Supe también que las dos
compartimos un mismo sueño: sentirnos queridas, aunque en los tiempos que
corren comience una a creer que se trata de alguna inconfesable perversión
sexual. Sí, definitivamente aquel día de septiembre de 1996 conocí a mi madre. La abuela sigue junto a la
ventana del salón, bajo la claridad prometida. Mantenemos viva su memoria.
Tengo un proyecto entre
manos: reescribir los cuentos de mi infancia. Dejé la academia. Mañana voy a
una entrevista de trabajo. Me he acostumbrado a pintarme los labios y ensayar
la mejor de mis sonrisas para agradar al inevitable hombre que desde la cumbre
de su mesa y de su poder me recorre con la mirada pensando seguramente qué hago
aquí, en qué trabaja mi marido o con quién habré dejado a los niños.

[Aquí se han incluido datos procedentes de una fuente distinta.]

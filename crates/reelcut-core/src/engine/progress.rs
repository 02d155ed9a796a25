use serde::Serialize;
use tokio::sync::watch;

#[derive(Debug, Clone, Copy, PartialEq, Eq, Serialize)]
#[serde(rename_all = "lowercase")]
pub enum JobPhase {
    Idle,
    Loading,
    Processing,
    Done,
    Failed,
}

/// Observable state of the engine's current operation.
#[derive(Debug, Clone, Copy, PartialEq, Serialize)]
#[serde(rename_all = "camelCase")]
pub struct ProcessingJob {
    pub phase: JobPhase,
    pub progress_percent: f64,
}

impl Default for ProcessingJob {
    fn default() -> Self {
        Self {
            phase: JobPhase::Idle,
            progress_percent: 0.0,
        }
    }
}

/// Publishes [`ProcessingJob`] updates; progress never moves backwards
/// until the next [`ProgressTracker::reset`].
pub struct ProgressTracker {
    tx: watch::Sender<ProcessingJob>,
}

impl ProgressTracker {
    pub fn new() -> Self {
        let (tx, _) = watch::channel(ProcessingJob::default());
        Self { tx }
    }

    pub fn subscribe(&self) -> watch::Receiver<ProcessingJob> {
        self.tx.subscribe()
    }

    pub fn current(&self) -> ProcessingJob {
        *self.tx.borrow()
    }

    pub fn set_phase(&self, phase: JobPhase) {
        self.tx.send_if_modified(|job| {
            let changed = job.phase != phase;
            job.phase = phase;
            changed
        });
    }

    /// Start a new operation at 0%.
    pub fn reset(&self, phase: JobPhase) {
        self.tx.send_replace(ProcessingJob {
            phase,
            progress_percent: 0.0,
        });
    }

    pub fn advance(&self, percent: f64) {
        let percent = percent.clamp(0.0, 100.0);
        self.tx.send_if_modified(|job| {
            if percent > job.progress_percent {
                job.progress_percent = percent;
                true
            } else {
                false
            }
        });
    }

    /// Report `ratio` (0..=1) of the band `[from, to]`.
    pub fn advance_within(&self, from: f64, to: f64, ratio: f64) {
        self.advance(from + (to - from) * ratio.clamp(0.0, 1.0));
    }

    pub fn finish(&self) {
        self.tx.send_replace(ProcessingJob {
            phase: JobPhase::Done,
            progress_percent: 100.0,
        });
    }

    pub fn fail(&self) {
        self.set_phase(JobPhase::Failed);
    }
}

impl Default for ProgressTracker {
    fn default() -> Self {
        Self::new()
    }
}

He conocido
también a muchas reinas de corazones que se lo arrancaban al entrar a su
despacho. Da igual. Suponiendo incluso que este siglo de igualdad y
emancipación femenina no haya sido una gigantesca estafa, no veo motivos para
desesperarse. Miro a mi madre y a mi abuela y pienso que quizá vaya siendo hora
de ponerse el mono de trabajo y no esperar regalos de nadie. Y si toca llorar,
es bueno tener siempre un par de cebollas a mano, para no andar dando
explicaciones.
( Notas...: Cenicienta, en una residencia para la tercera
edad, repite como una letanía la
historia de un príncipe y un zapato de cristal mientras espera junto a la
ventana la llegada de su hada madrina.)